菓子工場から調理場まではそのまま地下通路で続いている。

提督はふと、調理場の前に人影を見つけた。

誰か解った提督は、そっと足音を消して背後に立つと、

「うぉっほん!」

「きゃぁあぁあああ!!・・・って、提督じゃないですか」

「何やってんのかな赤城さん?」

「な、なななな何もしてませんよ?」

目を泳がせる赤城に提督はジト目になった。

「お使い頼んでから、なかなか帰って来ないなあと思ってたら・・」

何を隠そう、今日の秘書艦当番は赤城なのである。

「すいません。良い香りがしてたのでつられました」

「料理上手な深海棲艦が居ないと良いね」

「なんでですか?」

「戦闘中に料理の匂いでおびき出されて轟沈なんて末代までの恥だよ?」

「そんな事しませんよ!」

「そーかなー?」

「可愛い部下を疑うおつもりですか提督?」

「つぶらな瞳でそんな事言ったって、現にここで道草食ってるじゃん」

「げ」

「まったく。良いから戻りなさい。
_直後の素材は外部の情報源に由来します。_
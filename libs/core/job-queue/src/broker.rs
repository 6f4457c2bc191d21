//! Messaging abstraction layer
//!
//! Trait-based seam over the broker so the orchestrator can be exercised
//! against an in-memory implementation in tests while production uses the
//! AMQP-backed [`crate::AmqpBroker`].

use crate::error::QueueResult;
use async_trait::async_trait;
use serde::Serialize;

/// Options applied to a single publish.
#[derive(Debug, Clone)]
pub struct PublishOptions {
    /// Message priority hint (0-9, honored when the queue declares
    /// `x-max-priority`).
    pub priority: u8,

    /// Application headers attached to the message.
    pub headers: Vec<(String, String)>,
}

impl Default for PublishOptions {
    fn default() -> Self {
        Self {
            priority: 5,
            headers: Vec::new(),
        }
    }
}

impl PublishOptions {
    pub fn with_priority(mut self, priority: u8) -> Self {
        self.priority = priority;
        self
    }

    pub fn with_header(mut self, key: impl Into<String>, value: impl Into<String>) -> Self {
        self.headers.push((key.into(), value.into()));
        self
    }
}

/// Acknowledgment handle for one delivery.
///
/// `nack(requeue = false)` routes the message to the dead-letter exchange on
/// brokers configured with one; `nack(requeue = true)` puts it back on the
/// source queue.
#[async_trait]
pub trait DeliveryAck: Send + Sync {
    async fn ack(&self) -> QueueResult<()>;
    async fn nack(&self, requeue: bool) -> QueueResult<()>;
}

/// A message delivered from the broker, with its acknowledgment handle.
pub struct BrokerDelivery {
    /// Raw message body.
    pub payload: Vec<u8>,

    /// Whether the broker flagged this delivery as a redelivery.
    pub redelivered: bool,

    /// Routing key the message was published with.
    pub routing_key: String,

    /// Dead-letter cycle count, when the broker reports one (`x-death`).
    pub death_count: Option<i64>,

    acker: Box<dyn DeliveryAck>,
}

impl BrokerDelivery {
    pub fn new(
        payload: Vec<u8>,
        redelivered: bool,
        routing_key: String,
        death_count: Option<i64>,
        acker: Box<dyn DeliveryAck>,
    ) -> Self {
        Self {
            payload,
            redelivered,
            routing_key,
            death_count,
            acker,
        }
    }

    /// Positively acknowledge; the broker removes the message.
    pub async fn ack(self) -> QueueResult<()> {
        self.acker.ack().await
    }

    /// Negatively acknowledge. Without requeue the broker dead-letters the
    /// message; with requeue it returns to the source queue.
    pub async fn nack(self, requeue: bool) -> QueueResult<()> {
        self.acker.nack(requeue).await
    }
}

/// Stream of incoming deliveries for one consumer registration.
#[async_trait]
pub trait DeliveryStream: Send {
    /// Receive the next delivery. `None` means the consumer ended (channel
    /// closed or connection lost) and the loop should stop.
    async fn next(&mut self) -> Option<BrokerDelivery>;
}

/// Queue depth as reported by the broker.
#[derive(Debug, Clone, Copy, Serialize)]
pub struct QueueDepth {
    pub messages: u32,
    pub consumers: u32,
}

/// Snapshot of broker connection health.
#[derive(Debug, Clone, Serialize)]
pub struct ConnectionStatus {
    /// Whether a connection and channel are currently established.
    pub connected: bool,

    /// Reconnect attempts since the last successful connect (0 when healthy).
    pub reconnect_attempt: u32,

    /// Attempt ceiling after which reconnection is abandoned.
    pub max_reconnect_attempts: u32,

    /// Whether a reconnect sequence is currently in flight.
    pub reconnecting: bool,
}

/// Abstract message broker interface.
///
/// Implementations:
/// - [`crate::AmqpBroker`] over lapin (production)
/// - in-memory (integration tests)
#[async_trait]
pub trait MessageBroker: Send + Sync {
    /// Establish the connection and declare topology. Returns `false` on
    /// failure instead of erroring; callers observe health via [`Self::status`].
    async fn connect(&self) -> bool;

    /// Publish a message onto the named queue.
    async fn publish(
        &self,
        queue: &str,
        payload: &[u8],
        options: &PublishOptions,
    ) -> QueueResult<()>;

    /// Register a consumer and return its delivery stream.
    async fn consume(&self, queue: &str, consumer_tag: &str)
        -> QueueResult<Box<dyn DeliveryStream>>;

    /// Pull a single message without waiting (basic.get semantics). Used for
    /// DLQ inspection.
    async fn fetch(&self, queue: &str) -> QueueResult<Option<BrokerDelivery>>;

    /// Report the depth of a queue.
    async fn queue_depth(&self, queue: &str) -> QueueResult<QueueDepth>;

    /// Connection health snapshot; side-effect free.
    fn status(&self) -> ConnectionStatus;

    /// Graceful shutdown: cancel pending reconnects, release channel then
    /// connection. Idempotent.
    async fn close(&self) -> QueueResult<()>;
}

/// Alert severity for the external alerting collaborator.
#[derive(Debug, Clone, Copy, PartialEq, Eq, Serialize)]
#[serde(rename_all = "lowercase")]
pub enum AlertSeverity {
    Warning,
    Critical,
}

/// An operational alert raised by the queue subsystem.
#[derive(Debug, Clone, Serialize)]
pub struct Alert {
    pub severity: AlertSeverity,
    /// The affected service ("amqp", "job-queue").
    pub service: String,
    pub message: String,
}

impl Alert {
    pub fn warning(service: impl Into<String>, message: impl Into<String>) -> Self {
        Self {
            severity: AlertSeverity::Warning,
            service: service.into(),
            message: message.into(),
        }
    }

    pub fn critical(service: impl Into<String>, message: impl Into<String>) -> Self {
        Self {
            severity: AlertSeverity::Critical,
            service: service.into(),
            message: message.into(),
        }
    }
}

/// External alerting collaborator notified on connection errors and
/// reconnect exhaustion.
#[async_trait]
pub trait AlertSink: Send + Sync {
    async fn notify(&self, alert: Alert);
}

/// Default sink: structured log records, nothing else.
pub struct TracingAlertSink;

#[async_trait]
impl AlertSink for TracingAlertSink {
    async fn notify(&self, alert: Alert) {
        match alert.severity {
            AlertSeverity::Warning => {
                tracing::warn!(service = %alert.service, "{}", alert.message);
            }
            AlertSeverity::Critical => {
                tracing::error!(service = %alert.service, "{}", alert.message);
            }
        }
    }
}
秘書席に書類積んでおいたから」

「うえー」

「上も下も無いの。ほらほら」

「提督はどうなさるんですか?」

「比叡と少し話をしてからすぐ戻るよ」

「御同行しても良いですか?」

「嫌な予想しか出来ないからダメです」

「ちぇー」

「さぁさぁ、戻りなさい」

「カメラ位置が解らないですね・・ぶつぶつ」

「何か言ったかな赤城さん?」

「な、なーんにも言ってないですよ!じゃあ急ぎますので!」

提督はジト目で赤城を見送りながら溜息を吐いた。

龍田のシステムを相手に挑むなんて恐ろしい度胸だなあ。

提督は赤城が見えなくなったのを確認してから、調理場のドアを開けた。